Search code examples
scalahadoopapache-sparkrdd

Saving to a custom output format in Spark / Hadoop


I have one RDD which contains multiple datastructures, whereas one of these data structures is a Map[String, Int].

To visualize it easily I get the following after a map transformation:

val data = ... // This is a RDD[Map[String, Int]]

In one of the elements of this RDD, the Map contains the following:

*key value*
map_id -> 7753
Oscar -> 39
Jaden -> 13
Thomas -> 1
Chris -> 52

And then it contains other names and numbers in other elements of the RDD, each map contains a certain map_id.
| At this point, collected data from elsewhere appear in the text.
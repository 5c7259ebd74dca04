use anyhow::Context;
use cascade::app::{draw_rects, write_json, DetectionMode};
use cascade::{detect_objects_dynamic, load_model, DetectParams, WeightedRect};
use image::ImageReader;
use serde::Serialize;
use std::path::PathBuf;
use std::time::Instant;

#[derive(Serialize)]
struct DetectionsDump {
    image: String,
    width: u32,
    height: u32,
    mode: DetectionMode,
    raw_candidates: usize,
    detections: Vec<WeightedRect>,
}

fn parse_size(v: &str) -> anyhow::Result<(u32, u32)> {
    let (w, h) = v
        .split_once(['x', 'X'])
        .with_context(|| format!("expected WxH, got '{v}'"))?;
    Ok((w.parse()?, h.parse()?))
}

fn main() -> anyhow::Result<()> {
    let mut args = std::env::args().skip(1);
    let usage = "usage: dump_detections <image> <model.json> [--mode naive|precomputed] \
                 [--min-size WxH] [--max-size WxH] [--min-neighbors N] [--scale F]";
    let input: PathBuf = args.next().context(usage)?.into();
    let model_path: PathBuf = args.next().context(usage)?.into();

    let mut mode = DetectionMode::Naive;
    let mut params = DetectParams::default();
    while let Some(arg) = args.next() {
        match arg.as_str() {
            "--mode" => {
                let v = args.next().context("expected a mode after --mode")?;
                mode = v.parse().map_err(anyhow::Error::msg)?;
            }
            "--min-size" => {
                let v = args.next().context("expected WxH after --min-size")?;
                let (w, h) = parse_size(&v)?;
                params = params.with_min_size(w, h);
            }
            "--max-size" => {
                let v = args.next().context("expected WxH after --max-size")?;
                let (w, h) = parse_size(&v)?;
                params = params.with_max_size(w, h);
            }
            "--min-neighbors" => {
                let v = args
                    .next()
                    .context("expected an integer after --min-neighbors")?;
                params.min_neighbors = v.parse().context("could not parse min-neighbors")?;
            }
            "--scale" => {
                let v = args.next().context("expected a factor after --scale")?;
                params.scale_factor = v.parse().context("could not parse scale factor")?;
                if params.scale_factor <= 1.0 {
                    anyhow::bail!("scale factor must be > 1");
                }
            }
            other => anyhow::bail!("unknown argument: {other}"),
        }
    }

    let model = load_model(&model_path)?;
    let img = ImageReader::open(&input)?.decode()?;

    let started = Instant::now();
    let det = detect_objects_dynamic(&img, &model, &params, mode.into())?;
    let detect_ms = started.elapsed().as_secs_f64() * 1000.0;

    println!("image {}x{} pixels", img.width(), img.height());
    println!(
        "model {}x{} window, {} stages, {} classifiers",
        model.window.0,
        model.window.1,
        model.stages.len(),
        model.classifier_count()
    );
    println!("detect ({mode:?}): {detect_ms:5.2} ms");
    println!(
        "{} raw candidates, {} detections",
        det.raw_count,
        det.count()
    );

    let json_out = input.with_extension("detections.json");
    let dump = DetectionsDump {
        image: input.to_string_lossy().into_owned(),
        width: img.width(),
        height: img.height(),
        mode,
        raw_candidates: det.raw_count,
        detections: det.rects,
    };
    write_json(&json_out, &dump)?;
    println!("Saved JSON dump to {}", json_out.display());

    let mut vis = img.to_luma8();
    draw_rects(&mut vis, &dump.detections);
    let out = input.with_extension("detections.png");
    vis.save(&out)?;
    println!("Saved visualization to {}", out.display());

    Ok(())
}
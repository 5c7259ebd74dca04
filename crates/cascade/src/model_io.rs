//! JSON persistence for cascade models.

use anyhow::{Context, Result};
use cascade_core::CascadeModel;
use std::{fs::File, io::BufReader, io::Write, path::Path};

/// Load a cascade model and check that it can be scanned.
pub fn load_model(path: &Path) -> Result<CascadeModel> {
    let file = File::open(path).with_context(|| format!("opening model {}", path.display()))?;
    let model = parse_model(BufReader::new(file))
        .with_context(|| format!("loading model {}", path.display()))?;
    Ok(model)
}

/// Parse and validate a model from any JSON reader.
pub fn parse_model<R: std::io::Read>(reader: R) -> Result<CascadeModel> {
    let model: CascadeModel = serde_json::from_reader(reader).context("parsing model json")?;
    model.validate().context("invalid cascade model")?;
    Ok(model)
}

pub fn save_model(path: &Path, model: &CascadeModel) -> Result<()> {
    let mut file =
        File::create(path).with_context(|| format!("creating model {}", path.display()))?;
    serde_json::to_writer_pretty(&mut file, model)?;
    file.write_all(b"\n")?;
    Ok(())
}
//! Shared application-level helpers for the examples.
//!
//! These functions wire up I/O (load image and model, JSON/PNG output) around
//! the `cascade` detection APIs so every entry point shares the same behavior.

use crate::model_io::load_model;
use anyhow::{Context, Result};
use cascade_core::{DetectParams, ScanMode, WeightedRect};
use image::{GrayImage, ImageReader, Luma};
use serde::{Deserialize, Serialize};
use std::{fs::File, io::Write, path::Path, path::PathBuf, str::FromStr};

#[derive(Debug, Clone, Copy, PartialEq, Eq, Deserialize, Serialize)]
#[serde(rename_all = "lowercase")]
pub enum DetectionMode {
    Naive,
    Precomputed,
}

impl FromStr for DetectionMode {
    type Err = String;

    fn from_str(s: &str) -> Result<Self, Self::Err> {
        match s.to_ascii_lowercase().as_str() {
            "naive" | "reference" => Ok(DetectionMode::Naive),
            "precomputed" | "fast" => Ok(DetectionMode::Precomputed),
            other => Err(format!(
                "invalid mode '{other}', expected naive|precomputed"
            )),
        }
    }
}

impl From<DetectionMode> for ScanMode {
    fn from(mode: DetectionMode) -> Self {
        match mode {
            DetectionMode::Naive => ScanMode::Naive,
            DetectionMode::Precomputed => ScanMode::Precomputed,
        }
    }
}

#[derive(Debug, Clone, Deserialize, Serialize)]
pub struct DetectionConfig {
    pub image: PathBuf,
    pub model: PathBuf,
    pub mode: Option<DetectionMode>,
    pub min_width: Option<u32>,
    pub min_height: Option<u32>,
    pub max_width: Option<u32>,
    pub max_height: Option<u32>,
    pub min_neighbors: Option<u32>,
    pub scale_factor: Option<f32>,
    pub group_eps: Option<f32>,
    pub first_stage_skip: Option<bool>,
    pub output_json: Option<PathBuf>,
    pub output_png: Option<PathBuf>,
    pub log_level: Option<String>,
}

impl DetectionConfig {
    /// Config with only the required paths set.
    pub fn new(image: impl Into<PathBuf>, model: impl Into<PathBuf>) -> Self {
        Self {
            image: image.into(),
            model: model.into(),
            mode: None,
            min_width: None,
            min_height: None,
            max_width: None,
            max_height: None,
            min_neighbors: None,
            scale_factor: None,
            group_eps: None,
            first_stage_skip: None,
            output_json: None,
            output_png: None,
            log_level: None,
        }
    }
}

#[derive(Debug, Serialize)]
pub struct DetectionDump {
    pub image: String,
    pub model: String,
    pub width: u32,
    pub height: u32,
    pub mode: DetectionMode,
    pub min_size: (u32, u32),
    pub max_size: (u32, u32),
    pub min_neighbors: u32,
    pub scale_factor: f32,
    pub raw_candidates: usize,
    pub detections: Vec<WeightedRect>,
}

/// Run one detection described by `cfg` and write the JSON and PNG outputs.
pub fn run_detection(cfg: DetectionConfig) -> Result<DetectionDump> {
    let mode = cfg.mode.unwrap_or(DetectionMode::Naive);

    let mut params = DetectParams::default();
    apply_params_overrides(&mut params, &cfg)?;

    let model = load_model(&cfg.model)?;
    let img = ImageReader::open(&cfg.image)
        .with_context(|| format!("opening image {}", cfg.image.display()))?
        .decode()?
        .to_luma8();

    let det = crate::image::detect_objects_image_with_mode(&img, &model, &params, mode.into())?;

    #[cfg(feature = "tracing")]
    tracing::info!(
        raw = det.raw_count,
        detections = det.count(),
        ?mode,
        "detection finished"
    );

    let dump = DetectionDump {
        image: cfg.image.to_string_lossy().into_owned(),
        model: cfg.model.to_string_lossy().into_owned(),
        width: img.width(),
        height: img.height(),
        mode,
        min_size: params.min_size,
        max_size: params.max_size,
        min_neighbors: params.min_neighbors,
        scale_factor: params.scale_factor,
        raw_candidates: det.raw_count,
        detections: det.rects,
    };

    let json_out = cfg
        .output_json
        .unwrap_or_else(|| cfg.image.with_extension("detections.json"));
    write_json(&json_out, &dump)?;

    let png_out = cfg
        .output_png
        .unwrap_or_else(|| cfg.image.with_extension("detections.png"));
    let mut vis = img;
    draw_rects(&mut vis, &dump.detections);
    vis.save(&png_out)
        .with_context(|| format!("saving {}", png_out.display()))?;

    Ok(dump)
}

/// Copy the set fields of `cfg` onto `params`, rejecting unusable values.
pub fn apply_params_overrides(params: &mut DetectParams, cfg: &DetectionConfig) -> Result<()> {
    if let Some(w) = cfg.min_width {
        params.min_size.0 = w;
    }
    if let Some(h) = cfg.min_height {
        params.min_size.1 = h;
    }
    if let Some(w) = cfg.max_width {
        params.max_size.0 = w;
    }
    if let Some(h) = cfg.max_height {
        params.max_size.1 = h;
    }
    if let Some(n) = cfg.min_neighbors {
        params.min_neighbors = n;
    }
    if let Some(f) = cfg.scale_factor {
        if !(f > 1.0) {
            anyhow::bail!("scale factor must be > 1");
        }
        params.scale_factor = f;
    }
    if let Some(eps) = cfg.group_eps {
        if !(eps >= 0.0) {
            anyhow::bail!("group eps must be >= 0");
        }
        params.group_eps = eps;
    }
    if let Some(skip) = cfg.first_stage_skip {
        params.first_stage_skip = skip;
    }
    Ok(())
}

/// Outline each rectangle in white, clipped to the image.
pub fn draw_rects(vis: &mut GrayImage, rects: &[WeightedRect]) {
    let (w, h) = (vis.width() as i64, vis.height() as i64);
    let mut plot = |x: i64, y: i64| {
        if x >= 0 && y >= 0 && x < w && y < h {
            vis.put_pixel(x as u32, y as u32, Luma([255u8]));
        }
    };
    for r in rects {
        if r.width <= 0 || r.height <= 0 {
            continue;
        }
        let (x0, y0) = (r.x as i64, r.y as i64);
        let (x1, y1) = (x0 + r.width as i64 - 1, y0 + r.height as i64 - 1);
        for x in x0..=x1 {
            plot(x, y0);
            plot(x, y1);
        }
        for y in y0..=y1 {
            plot(x0, y);
            plot(x1, y);
        }
    }
}

pub fn write_json(path: &Path, value: &impl Serialize) -> Result<()> {
    let mut json_file =
        File::create(path).with_context(|| format!("creating {}", path.display()))?;
    serde_json::to_writer_pretty(&mut json_file, value)?;
    json_file.write_all(b"\n")?;
    Ok(())
}

pub fn load_config(path: &Path) -> Result<DetectionConfig> {
    let file = File::open(path).with_context(|| format!("opening config {}", path.display()))?;
    let cfg: DetectionConfig = serde_json::from_reader(file)
        .with_context(|| format!("parsing config {}", path.display()))?;
    Ok(cfg)
}
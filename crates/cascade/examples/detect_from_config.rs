use anyhow::Context;
use cascade::app::{load_config, run_detection};
use std::path::PathBuf;

fn main() -> anyhow::Result<()> {
    let path: PathBuf = std::env::args()
        .nth(1)
        .context("usage: detect_from_config <config.json>")?
        .into();
    let cfg = load_config(&path)?;

    #[cfg(feature = "tracing")]
    {
        let level = cfg.log_level.clone().unwrap_or_else(|| "info".to_string());
        tracing_subscriber::fmt()
            .with_env_filter(
                tracing_subscriber::EnvFilter::try_from_default_env()
                    .unwrap_or_else(|_| tracing_subscriber::EnvFilter::new(level)),
            )
            .init();
    }

    let dump = run_detection(cfg)?;
    println!(
        "{}: {} detections from {} raw candidates",
        dump.image,
        dump.detections.len(),
        dump.raw_candidates
    );
    for r in &dump.detections {
        println!(
            "  x={} y={} w={} h={} support={}",
            r.x, r.y, r.width, r.height, r.weight
        );
    }
    Ok(())
}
Anyhow, if I simply do data.saveAsTextFile(path), I will get the following output in my file:

Map(map_id -> 7753, Oscar -> 39, Jaden -> 13, Thomas -> 1, Chris -> 52)
Map(...)
Map(...)

However, I would like to format it as the following:

---------------------------
map_id: 7753
---------------------------
Oscar: 39
Jaden: 13
Thomas: 1
Chris: 52

---------------------------
map_id: <some other id>
---------------------------
Name: nbr
Name2: nbr2

Basically, the map_id as some kind of header, then the contents, one line of space and then the next element.

To my question, data RDD only has two options, save as text file or as object file, which neither as far as I can see support my to customize the formatting. How could I go about doing this?


Solution

  • You can just map to String and write the result. For example:

    def format(map: Map[String, Int]): String = {
      val id = map.get("map_id").map(_.toString).getOrElse("unknown")
      val content = map.collect {
        case (k, v) if k != "map_id" => s"$k: $v" 
      }.mkString("\n")
      s"""|---------------------------
          |map_id: $id
          |-------------------------------
          |$content
      """.stripMargin
    }
    
    data.map(format(_)).saveAsTextFile(path)